At ICRA 2026, Shadow Robot demonstrated the teleoperation of both its five-finger Shadow Hand and three-finger Shadow DEX-EE Chiral robotic hands using MANUS gloves. The Shadow Hand is an anthropomorphic robotic hand with 20 degrees of freedom, while the DEX-EE Chiral features a three-finger design with a human-like thumb offset optimized for teleoperation and imitation learning.
MANUS gloves provide multiple hand data representations through the SDK, including ergonomics data, raw sensor output, and skeletal hand models. For this demonstration, Shadow Robot used the MANUS skeletal hand models to map joint transforms directly to the robotic hands.
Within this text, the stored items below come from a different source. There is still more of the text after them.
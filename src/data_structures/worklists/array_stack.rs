//! Array-backed LIFO worklist.

use tracing::debug;

use super::config::WorkListConfig;
use super::error::{WorkListError, WorkListResult};
use super::WorkList;

/// A LIFO worklist backed by a contiguous array.
///
/// The backing array starts at a small fixed capacity and doubles whenever an
/// add finds it full. Clearing keeps the capacity.
#[derive(Debug, Clone)]
pub struct ArrayStack<E> {
    /// Pending work, top of the stack last
    items: Vec<E>,
}

impl<E> ArrayStack<E> {
    /// Creates an empty stack with the default starting capacity.
    pub fn new() -> Self {
        Self::with_config(&WorkListConfig::default())
    }

    /// Creates an empty stack with the configured starting capacity.
    pub fn with_config(config: &WorkListConfig) -> Self {
        Self {
            items: Vec::with_capacity(config.stack_initial_capacity.max(1)),
        }
    }

    /// Current capacity of the backing array.
    pub fn capacity(&self) -> usize {
        self.items.capacity()
    }
}

impl<E> Default for ArrayStack<E> {
    fn default() -> Self {
        Self::new()
    }
}

impl<E> WorkList<E> for ArrayStack<E> {
    fn add(&mut self, work: E) -> WorkListResult<()> {
        if self.items.len() == self.items.capacity() {
            let capacity = self.items.capacity();
            self.items.reserve_exact(capacity);
            debug!(from = capacity, to = self.items.capacity(), "array stack grew");
        }
        self.items.push(work);
        Ok(())
    }

    fn peek(&self) -> WorkListResult<&E> {
        self.items.last().ok_or(WorkListError::NoWork)
    }

    fn next(&mut self) -> WorkListResult<E> {
        self.items.pop().ok_or(WorkListError::NoWork)
    }

    fn size(&self) -> usize {
        self.items.len()
    }

    fn clear(&mut self) {
        self.items.clear();
    }
}
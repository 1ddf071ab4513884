//! Kukui Library
//!
//! Generic containers for algorithms that work over sequences and pending
//! work items:
//!
//! - [`data_structures::trie_map`]: a map keyed by element sequences, stored
//!   as a trie with pluggable per-node branch storage
//! - [`data_structures::worklists`]: an array stack, a circular FIFO queue and
//!   a linked FIFO queue behind a common worklist interface
//!
//! The containers are single-threaded. Each operation that can fail returns
//! a container-specific error, all of which convert into
//! [`error::KukuiError`].

pub mod config;
pub mod data_structures;
pub mod error;

// Internal modules that are not part of the public API
#[cfg(test)]
pub(crate) mod tests;

/// Version information for kukui.
pub const VERSION: &str = env!("CARGO_PKG_VERSION");

/// Library initialization function.
///
/// Installs the tracing error reporter and loads the default configuration
/// into the global slot.
pub fn init() -> error::KukuiResult<()> {
    let reporter = error::TracingErrorReporter::new();
    error::set_error_reporter(std::sync::Arc::new(reporter));

    config::init_default_config()?;

    Ok(())
}
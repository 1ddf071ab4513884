//! Trie Map Implementation
//!
//! This module provides a map keyed by sequences of comparable elements,
//! stored as a trie. Keys sharing a prefix share the nodes spelling it, and
//! every node keeps its own element-to-child branches.
//!
//! # Key features
//!
//! * Generic over the key type through [`SequenceKey`] (`str`, `String`,
//!   slices, vectors and arrays out of the box)
//! * Pluggable per-node branching through [`Branches`]: hashed
//!   ([`HashTrieMap`]) or ordered ([`BTreeTrieMap`])
//! * The empty key is a first-class key stored at the root
//! * Deletion prunes the chain of nodes no other key depends on, so memory
//!   tracks live keys and their shared prefixes
//!
//! # Example
//!
//! ```
//! use kukui_lib::data_structures::trie_map::HashTrieMap;
//!
//! let mut map: HashTrieMap<str, &str> = HashTrieMap::new();
//! map.insert("dog", "DOG").unwrap();
//! map.insert("doggy", "DOGGY").unwrap();
//! map.insert("cat", "CAT").unwrap();
//!
//! assert_eq!(map.find("dog").unwrap(), Some(&"DOG"));
//! assert!(map.find_prefix("do").unwrap());
//! assert_eq!(map.find("do").unwrap(), None);
//!
//! map.delete("dog").unwrap();
//! assert_eq!(map.find("dog").unwrap(), None);
//! assert!(map.find_prefix("dog").unwrap());
//! assert_eq!(map.find("doggy").unwrap(), Some(&"DOGGY"));
//! ```

mod branches;
mod config;
mod error;
mod key;
mod node;

use std::fmt;
use std::marker::PhantomData;

use tracing::{debug, trace};

pub use branches::{Branches, FnvBranches, OrderedBranches};
pub use config::TrieMapConfig;
pub use error::{TrieMapError, TrieMapResult};
pub use key::SequenceKey;
pub use node::{NodeId, TrieNode};

use node::NodeArena;

/// Trie map with FNV-hashed branches at every node.
pub type HashTrieMap<K, V> = TrieMap<K, V, FnvBranches<<K as SequenceKey>::Element>>;

/// Trie map with ordered branches at every node.
///
/// Prefix enumeration on this variant yields keys in lexicographic order.
pub type BTreeTrieMap<K, V> = TrieMap<K, V, OrderedBranches<<K as SequenceKey>::Element>>;

/// A map from sequence keys to values, stored as a trie.
///
/// # Type Parameters
///
/// * `K` - The key type. Each key is walked element by element.
/// * `V` - The value type.
/// * `B` - The per-node branching container.
pub struct TrieMap<K: ?Sized, V, B> {
    /// Node storage; slot 0 is the root
    arena: NodeArena<V, B>,

    /// Number of keys currently holding a value
    size: usize,

    /// Configuration options
    config: TrieMapConfig,

    _key: PhantomData<fn(&K)>,
}

impl<K, V, B> TrieMap<K, V, B>
where
    K: SequenceKey + ?Sized,
    B: Branches<Element = K::Element>,
{
    /// Creates a new empty map with default configuration.
    pub fn new() -> Self {
        Self::with_config(TrieMapConfig::default())
    }

    /// Creates a new empty map with the specified configuration.
    ///
    /// # Arguments
    ///
    /// * `config` - Configuration for the map.
    pub fn with_config(config: TrieMapConfig) -> Self {
        Self {
            arena: NodeArena::with_capacity(config.initial_node_capacity),
            size: 0,
            config,
            _key: PhantomData,
        }
    }

    /// Returns the configuration this map was created with.
    pub fn config(&self) -> &TrieMapConfig {
        &self.config
    }

    /// Associates `value` with `key`.
    ///
    /// Missing nodes along the key's path are created on the way down. The
    /// empty key stores its value at the root.
    ///
    /// # Returns
    ///
    /// * `Ok(Some(V))` - The value previously stored for `key`.
    /// * `Ok(None)` - `key` had no value; the map's size grew by one.
    /// * `Err(TrieMapError)` - If the key is longer than the configured maximum depth.
    pub fn insert(&mut self, key: &K, value: V) -> TrieMapResult<Option<V>> {
        self.check_key(key)?;

        let mut current = NodeId::ROOT;
        for element in key.elements() {
            current = match self.arena.node(current).branches.child(&element) {
                Some(child) => child,
                None => {
                    let child = self.arena.allocate();
                    self.arena
                        .node_mut(current)
                        .branches
                        .insert_child(element, child);
                    child
                }
            };
        }

        let previous = self.arena.node_mut(current).value.replace(value);
        if previous.is_none() {
            self.size += 1;
        }
        trace!(
            key_len = key.len(),
            replaced = previous.is_some(),
            size = self.size,
            "trie map insert"
        );

        Ok(previous)
    }

    /// Returns the value stored for `key`.
    ///
    /// # Returns
    ///
    /// * `Ok(Some(&V))` - The value stored for `key`.
    /// * `Ok(None)` - No path exists for `key`, or its node holds no value.
    /// * `Err(TrieMapError)` - If the key is longer than the configured maximum depth.
    pub fn find(&self, key: &K) -> TrieMapResult<Option<&V>> {
        self.check_key(key)?;
        Ok(self
            .walk(key)
            .and_then(|id| self.arena.node(id).value.as_ref()))
    }

    /// Returns a mutable reference to the value stored for `key`.
    pub fn find_mut(&mut self, key: &K) -> TrieMapResult<Option<&mut V>> {
        self.check_key(key)?;
        Ok(match self.walk(key) {
            Some(id) => self.arena.node_mut(id).value.as_mut(),
            None => None,
        })
    }

    /// Returns `true` if `key` is stored with a value.
    pub fn contains_key(&self, key: &K) -> TrieMapResult<bool> {
        Ok(self.find(key)?.is_some())
    }

    /// Returns `true` if some node exists for the full path of `key`.
    ///
    /// This holds for every prefix of every stored key, including the empty
    /// prefix, whether or not a value is stored at that node.
    pub fn find_prefix(&self, key: &K) -> TrieMapResult<bool> {
        self.check_key(key)?;
        Ok(self.walk(key).is_some())
    }

    /// Removes `key` and its value from the map.
    ///
    /// If the key's node has children it stays in place and only loses its
    /// value. Otherwise the dangling chain above it is detached: everything
    /// below the deepest ancestor that still holds a value or branches more
    /// than one way. Keys with no stored value leave the map untouched.
    ///
    /// # Returns
    ///
    /// * `Ok(Some(V))` - The removed value.
    /// * `Ok(None)` - `key` had no value; nothing changed.
    /// * `Err(TrieMapError)` - If the key is longer than the configured maximum depth.
    pub fn delete(&mut self, key: &K) -> TrieMapResult<Option<V>> {
        self.check_key(key)?;

        // Deepest node on the path that must survive, and the element leading
        // away from it towards the target. The root is the fallback anchor.
        let mut anchor = NodeId::ROOT;
        let mut branch: Option<K::Element> = None;
        let mut current = NodeId::ROOT;

        for element in key.elements() {
            let node = self.arena.node(current);
            if branch.is_none() || node.is_branch_point() {
                anchor = current;
                branch = Some(element.clone());
            }
            current = match node.branches.child(&element) {
                Some(child) => child,
                None => return Ok(None),
            };
        }

        let target = self.arena.node_mut(current);
        let removed = match target.value.take() {
            Some(value) => value,
            None => return Ok(None),
        };

        // `branch` is only unset for the empty key, whose node is the root.
        if target.branches.is_empty() {
            if let Some(element) = branch {
                if let Some(detached) = self.arena.node_mut(anchor).branches.remove_child(&element) {
                    let pruned = self.arena.release_subtree(detached);
                    debug!(pruned, "pruned dangling trie chain");
                }
            }
        }

        self.size -= 1;
        trace!(key_len = key.len(), size = self.size, "trie map delete");

        Ok(Some(removed))
    }

    /// Collects every stored key that starts with `prefix`, with its value.
    ///
    /// Keys are returned as element vectors. On a [`BTreeTrieMap`] they come
    /// out in lexicographic order; on a [`HashTrieMap`] the order is
    /// unspecified.
    pub fn entries_with_prefix(&self, prefix: &K) -> TrieMapResult<Vec<(Vec<K::Element>, &V)>> {
        self.check_key(prefix)?;

        let start = match self.walk(prefix) {
            Some(id) => id,
            None => return Ok(Vec::new()),
        };

        let mut entries = Vec::new();
        let mut pending = vec![(start, prefix.elements().collect::<Vec<_>>())];

        while let Some((id, path)) = pending.pop() {
            let node = self.arena.node(id);

            // Reverse so that ordered branches are visited smallest first.
            let mut children: Vec<_> = node.branches.entries().collect();
            children.reverse();
            for (element, child) in children {
                let mut child_path = path.clone();
                child_path.push(element.clone());
                pending.push((child, child_path));
            }

            if let Some(value) = node.value.as_ref() {
                entries.push((path, value));
            }
        }

        Ok(entries)
    }

    /// Removes every key from the map.
    pub fn clear(&mut self) {
        let released = self.arena.live_count() - 1;
        self.arena.reset();
        self.size = 0;
        debug!(released, "trie map cleared");
    }

    /// Returns the number of keys stored with a value.
    pub fn size(&self) -> usize {
        self.size
    }

    /// Returns `true` if no key is stored.
    pub fn is_empty(&self) -> bool {
        self.size == 0
    }

    /// Returns the number of live trie nodes, root included.
    pub fn node_count(&self) -> usize {
        self.arena.live_count()
    }

    /// Follows `key` from the root, stopping at the first missing element.
    fn walk(&self, key: &K) -> Option<NodeId> {
        let mut current = NodeId::ROOT;
        for element in key.elements() {
            current = self.arena.node(current).branches.child(&element)?;
        }
        Some(current)
    }

    fn check_key(&self, key: &K) -> TrieMapResult<()> {
        let length = key.len();
        if length > self.config.max_depth {
            return Err(TrieMapError::KeyTooLong {
                length,
                max_depth: self.config.max_depth,
            });
        }
        Ok(())
    }
}

impl<K, V, B> Default for TrieMap<K, V, B>
where
    K: SequenceKey + ?Sized,
    B: Branches<Element = K::Element>,
{
    fn default() -> Self {
        Self::new()
    }
}

impl<K: ?Sized, V, B> fmt::Debug for TrieMap<K, V, B> {
    fn fmt(&self, f: &mut fmt::Formatter<'_>) -> fmt::Result {
        f.debug_struct("TrieMap")
            .field("size", &self.size)
            .field("nodes", &self.arena.live_count())
            .field("config", &self.config)
            .finish()
    }
}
Offsets and scaling were calibrated to account for differences between human and robotic hand dimensions, enabling natural and accurate motion transfer.
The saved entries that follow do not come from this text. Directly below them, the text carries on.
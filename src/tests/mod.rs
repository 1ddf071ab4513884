//! Test modules for kukui.
//!
//! This module contains cross-component testing infrastructure:
//! - Property-based tests for the trie map and worklist contracts
//! - Parameterized tests shared across worklist implementations
//! - Configuration and error reporting tests
//! - Test fixtures and utilities

pub mod config_tests;
pub mod test_utils;

// Re-export commonly used testing tools to simplify imports in test modules
pub use test_utils::{key_strategy, keys_strategy, TestFixture};
//! Node storage for the trie map.
//!
//! Nodes live in an arena and refer to their children by [`NodeId`]. The trie
//! is a strict tree, so every node except the root is owned by exactly one
//! parent branch and no back references are needed.

use super::branches::Branches;

/// Handle to a node slot in a [`NodeArena`].
#[derive(Debug, Clone, Copy, PartialEq, Eq, Hash, PartialOrd, Ord)]
pub struct NodeId(pub(crate) usize);

impl NodeId {
    /// The root node. It always exists and holds the empty key's value.
    pub const ROOT: NodeId = NodeId(0);
}

/// A node in the trie map.
///
/// A node's path from the root spells out a key. The node holds that key's
/// value, if one has been stored, and the branches to its children.
#[derive(Debug)]
pub struct TrieNode<V, B> {
    /// Value stored for the key ending at this node
    pub value: Option<V>,

    /// Map of key elements to child nodes
    pub branches: B,
}

impl<V, B: Default> TrieNode<V, B> {
    /// Creates a new node with no value and no children.
    pub fn new() -> Self {
        Self {
            value: None,
            branches: B::default(),
        }
    }
}

impl<V, B: Default> Default for TrieNode<V, B> {
    fn default() -> Self {
        Self::new()
    }
}

impl<V, B> TrieNode<V, B> {
    /// Returns `true` if this node stores a value or has more than one child.
    ///
    /// Branch points are never pruned when a key below them is deleted.
    pub fn is_branch_point(&self) -> bool
    where
        B: Branches,
    {
        self.value.is_some() || self.branches.len() > 1
    }
}

/// Slot storage for trie nodes with a free list for reuse.
#[derive(Debug)]
pub(crate) struct NodeArena<V, B> {
    slots: Vec<TrieNode<V, B>>,
    free: Vec<NodeId>,
}

impl<V, B: Default> NodeArena<V, B> {
    /// Creates an arena holding only the root node.
    pub(crate) fn with_capacity(capacity: usize) -> Self {
        let mut slots = Vec::with_capacity(capacity.max(1));
        slots.push(TrieNode::new());
        Self {
            slots,
            free: Vec::new(),
        }
    }

    /// Allocates an empty node, reusing a freed slot when one is available.
    pub(crate) fn allocate(&mut self) -> NodeId {
        match self.free.pop() {
            Some(id) => id,
            None => {
                self.slots.push(TrieNode::new());
                NodeId(self.slots.len() - 1)
            }
        }
    }

    /// Drops every node except the root and empties the root.
    pub(crate) fn reset(&mut self) {
        self.slots.truncate(1);
        self.free.clear();
        self.slots[NodeId::ROOT.0] = TrieNode::new();
    }
}

impl<V, B> NodeArena<V, B> {
    pub(crate) fn node(&self, id: NodeId) -> &TrieNode<V, B> {
        &self.slots[id.0]
    }

    pub(crate) fn node_mut(&mut self, id: NodeId) -> &mut TrieNode<V, B> {
        &mut self.slots[id.0]
    }

    /// Number of nodes currently reachable, root included.
    pub(crate) fn live_count(&self) -> usize {
        self.slots.len() - self.free.len()
    }

    /// Frees the subtree rooted at `id`, which must already be unlinked from
    /// its parent. Returns the number of nodes freed.
    pub(crate) fn release_subtree(&mut self, id: NodeId) -> usize
    where
        B: Branches,
    {
        let mut pending = vec![id];
        let mut released = 0;

        while let Some(current) = pending.pop() {
            let node = &mut self.slots[current.0];
            pending.extend(node.branches.entries().map(|(_, child)| child));
            node.branches.clear();
            node.value = None;
            self.free.push(current);
            released += 1;
        }

        released
    }
}

#[cfg(test)]
mod tests {
    use super::*;
    use crate::data_structures::trie_map::branches::FnvBranches;

    type Arena = NodeArena<u32, FnvBranches<char>>;

    #[test]
    fn test_node_new() {
        let node: TrieNode<u32, FnvBranches<char>> = TrieNode::new();
        assert!(node.value.is_none());
        assert!(node.branches.is_empty());
        assert!(!node.is_branch_point());
    }

    #[test]
    fn test_branch_point() {
        let mut node: TrieNode<u32, FnvBranches<char>> = TrieNode::new();
        node.branches.insert_child('a', NodeId(1));
        assert!(!node.is_branch_point());

        node.branches.insert_child('b', NodeId(2));
        assert!(node.is_branch_point());

        node.branches.remove_child(&'b');
        node.value = Some(7);
        assert!(node.is_branch_point());
    }

    #[test]
    fn test_arena_reuses_released_slots() {
        let mut arena = Arena::with_capacity(4);
        assert_eq!(arena.live_count(), 1);

        let a = arena.allocate();
        let b = arena.allocate();
        arena.node_mut(NodeId::ROOT).branches.insert_child('a', a);
        arena.node_mut(a).branches.insert_child('b', b);
        arena.node_mut(b).value = Some(1);
        assert_eq!(arena.live_count(), 3);

        arena.node_mut(NodeId::ROOT).branches.remove_child(&'a');
        assert_eq!(arena.release_subtree(a), 2);
        assert_eq!(arena.live_count(), 1);

        let reused = arena.allocate();
        assert!(reused == a || reused == b);
        assert!(arena.node(reused).value.is_none());
        assert!(arena.node(reused).branches.is_empty());
    }

    #[test]
    fn test_arena_reset() {
        let mut arena = Arena::with_capacity(0);
        let a = arena.allocate();
        arena.node_mut(NodeId::ROOT).branches.insert_child('x', a);
        arena.node_mut(NodeId::ROOT).value = Some(3);

        arena.reset();
        assert_eq!(arena.live_count(), 1);
        assert!(arena.node(NodeId::ROOT).value.is_none());
        assert!(arena.node(NodeId::ROOT).branches.is_empty());
    }
}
For the Shadow Hand, finger movements can be mapped directly from the human hand. For the three-finger DEX-EE Chiral, Shadow Robot implemented a dynamic control strategy that adapts to the operator's hand posture. The robotic thumb remains directly mapped to the human thumb, while the other two robotic fingers dynamically shift between grouped-finger control during open-hand movements and direct index- and middle-finger control during pinch grasps.
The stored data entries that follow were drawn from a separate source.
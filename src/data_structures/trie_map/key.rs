//! Sequence keys for the trie map.
//!
//! A trie never stores whole keys. It stores the individual elements a key is
//! composed of, one per edge. Anything that can hand out its elements front to
//! back and report how many there are can key a [`TrieMap`](super::TrieMap).

use std::hash::Hash;
use std::iter::Cloned;
use std::slice::Iter;
use std::str::Chars;

/// A key that decomposes into an ordered sequence of comparable elements.
///
/// # Examples
///
/// ```
/// use kukui_lib::data_structures::trie_map::SequenceKey;
///
/// let key = "dog";
/// assert_eq!(key.len(), 3);
/// assert_eq!(key.elements().collect::<Vec<_>>(), vec!['d', 'o', 'g']);
/// ```
pub trait SequenceKey {
    /// The type of a single key element, one per trie edge.
    type Element: Eq + Hash + Ord + Clone;

    /// Iterator over the key's elements.
    type Elements<'a>: Iterator<Item = Self::Element>
    where
        Self: 'a;

    /// Returns the key's elements, front to back.
    fn elements(&self) -> Self::Elements<'_>;

    /// Returns the number of elements in the key.
    fn len(&self) -> usize;

    /// Returns `true` if the key has no elements.
    fn is_empty(&self) -> bool {
        self.len() == 0
    }
}

impl SequenceKey for str {
    type Element = char;
    type Elements<'a> = Chars<'a>;

    fn elements(&self) -> Self::Elements<'_> {
        self.chars()
    }

    // Counts chars, not bytes: depth in the trie is one level per char.
    fn len(&self) -> usize {
        self.chars().count()
    }

    fn is_empty(&self) -> bool {
        str::is_empty(self)
    }
}

impl SequenceKey for String {
    type Element = char;
    type Elements<'a> = Chars<'a>;

    fn elements(&self) -> Self::Elements<'_> {
        self.chars()
    }

    fn len(&self) -> usize {
        self.chars().count()
    }

    fn is_empty(&self) -> bool {
        String::is_empty(self)
    }
}

impl<T: Eq + Hash + Ord + Clone> SequenceKey for [T] {
    type Element = T;
    type Elements<'a> = Cloned<Iter<'a, T>> where T: 'a;

    fn elements(&self) -> Self::Elements<'_> {
        self.iter().cloned()
    }

    fn len(&self) -> usize {
        <[T]>::len(self)
    }
}

impl<T: Eq + Hash + Ord + Clone> SequenceKey for Vec<T> {
    type Element = T;
    type Elements<'a> = Cloned<Iter<'a, T>> where T: 'a;

    fn elements(&self) -> Self::Elements<'_> {
        self.iter().cloned()
    }

    fn len(&self) -> usize {
        Vec::len(self)
    }
}

impl<T: Eq + Hash + Ord + Clone, const N: usize> SequenceKey for [T; N] {
    type Element = T;
    type Elements<'a> = Cloned<Iter<'a, T>> where T: 'a;

    fn elements(&self) -> Self::Elements<'_> {
        self.iter().cloned()
    }

    fn len(&self) -> usize {
        N
    }
}
//! Tests for the configuration module.
//!
//! This module contains tests for configuration loading, validation, and writing.

use std::path::Path;

use crate::config::{write_config, ConfigLoader, KukuiConfig, LogConfig, Validate};
use crate::error::config::ConfigError;
use crate::tests::TestFixture;

/// Test that default configuration can be created and is valid.
#[test]
fn test_default_config_is_valid() {
    let config = KukuiConfig::default();
    assert!(config.validate().is_ok());
    assert_eq!(config.trie_map.max_depth, 1024);
    assert_eq!(config.worklists.stack_initial_capacity, 10);
    assert_eq!(config.log.level, "info");
}

/// Test that configuration validation catches invalid values.
#[test]
fn test_config_validation() {
    let mut config = KukuiConfig::default();

    config.trie_map.max_depth = 0;
    assert!(config.validate().is_err());

    config.trie_map.max_depth = 16;
    config.worklists.fifo_capacity = 0;
    assert!(config.validate().is_err());

    config.worklists.fifo_capacity = 8;
    config.log = LogConfig {
        level: "verbose".to_string(),
        ..LogConfig::default()
    };
    assert_eq!(
        config.validate(),
        Err(ConfigError::ValidationError(
            "Invalid log level: verbose".to_string()
        ))
    );
}

/// Test loading configuration from a TOML file.
#[test]
fn test_load_config_from_toml_file() {
    let fixture = TestFixture::new().unwrap();
    let path = fixture
        .create_file(
            r#"
            [trie_map]
            max_depth = 32

            [worklists]
            fifo_capacity = 4

            [log]
            level = "debug"
            "#,
            ".toml",
        )
        .unwrap();

    let config = ConfigLoader::new(Some(&path), "KUKUI_TEST_TOML").load().unwrap();
    assert_eq!(config.trie_map.max_depth, 32);
    assert_eq!(config.worklists.fifo_capacity, 4);
    assert_eq!(config.log.level, "debug");

    // Other values should be defaults
    assert_eq!(config.trie_map.initial_node_capacity, 16);
    assert_eq!(config.worklists.stack_initial_capacity, 10);
    assert!(!config.log.json);
}

/// Test loading configuration from a JSON file.
#[test]
fn test_load_config_from_json_file() {
    let fixture = TestFixture::new().unwrap();
    let path = fixture
        .create_file(r#"{ "log": { "json": true } }"#, ".json")
        .unwrap();

    let config = ConfigLoader::new(Some(&path), "KUKUI_TEST_JSON").load().unwrap();
    assert!(config.log.json);
    assert_eq!(config.trie_map, KukuiConfig::default().trie_map);
}

/// Test that environment variables override file values.
#[test]
fn test_env_overrides_file() {
    let mut fixture = TestFixture::new().unwrap();
    let path = fixture
        .create_file("[trie_map]\nmax_depth = 32\n", ".toml")
        .unwrap();
    fixture.set_env("KUKUI_TEST_ENV__TRIE_MAP__MAX_DEPTH", "64");

    let config = ConfigLoader::new(Some(&path), "KUKUI_TEST_ENV").load().unwrap();
    assert_eq!(config.trie_map.max_depth, 64);
}

/// Test that loaded configuration is validated.
#[test]
fn test_invalid_file_rejected() {
    let fixture = TestFixture::new().unwrap();
    let path = fixture
        .create_file("[worklists]\nstack_initial_capacity = 0\n", ".toml")
        .unwrap();

    let err = ConfigLoader::new(Some(&path), "KUKUI_TEST_INVALID")
        .load()
        .unwrap_err();
    assert!(matches!(err, ConfigError::ValueOutOfRange { .. }));
}

#[test]
fn test_missing_file_and_bad_extension() {
    let fixture = TestFixture::new().unwrap();

    let missing = fixture.temp_dir.path().join("absent.toml");
    let err = ConfigLoader::new(Some(&missing), "KUKUI_TEST_MISSING")
        .load()
        .unwrap_err();
    assert_eq!(err, ConfigError::FileNotFound(missing));

    let path = fixture.create_file("max_depth: 3", ".conf").unwrap();
    let err = ConfigLoader::new(Some(&path), "KUKUI_TEST_EXT")
        .load()
        .unwrap_err();
    assert!(matches!(err, ConfigError::ParseError(_)));
}

#[test]
fn test_loader_without_file_uses_defaults() {
    let config = ConfigLoader::new(None::<&Path>, "KUKUI_TEST_NONE").load().unwrap();
    assert_eq!(config, KukuiConfig::default());
}

/// Test that written configuration loads back unchanged.
#[test]
fn test_written_config_loads_back() {
    let fixture = TestFixture::new().unwrap();
    let mut config = KukuiConfig::default();
    config.trie_map.max_depth = 99;
    config.worklists.fifo_capacity = 7;

    for name in ["written.toml", "written.json"] {
        let path = fixture.temp_dir.path().join(name);
        write_config(&config, &path).unwrap();

        let loaded = ConfigLoader::new(Some(&path), "KUKUI_TEST_WRITTEN").load().unwrap();
        assert_eq!(loaded, config);
    }
}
Human and robotic hands often differ in structure, degrees of freedom, and kinematics, which means transferring human motion to a robot platform is not always a matter of reproducing joint angles directly. In this demonstration, fingertip positions provided a practical control interface that allowed the robot hand to reproduce the intended manipulation despite the difference in mechanical design. This kind of task-oriented mapping is relevant to robot learning, dataset generation, and cross-embodiment transfer in embodied AI.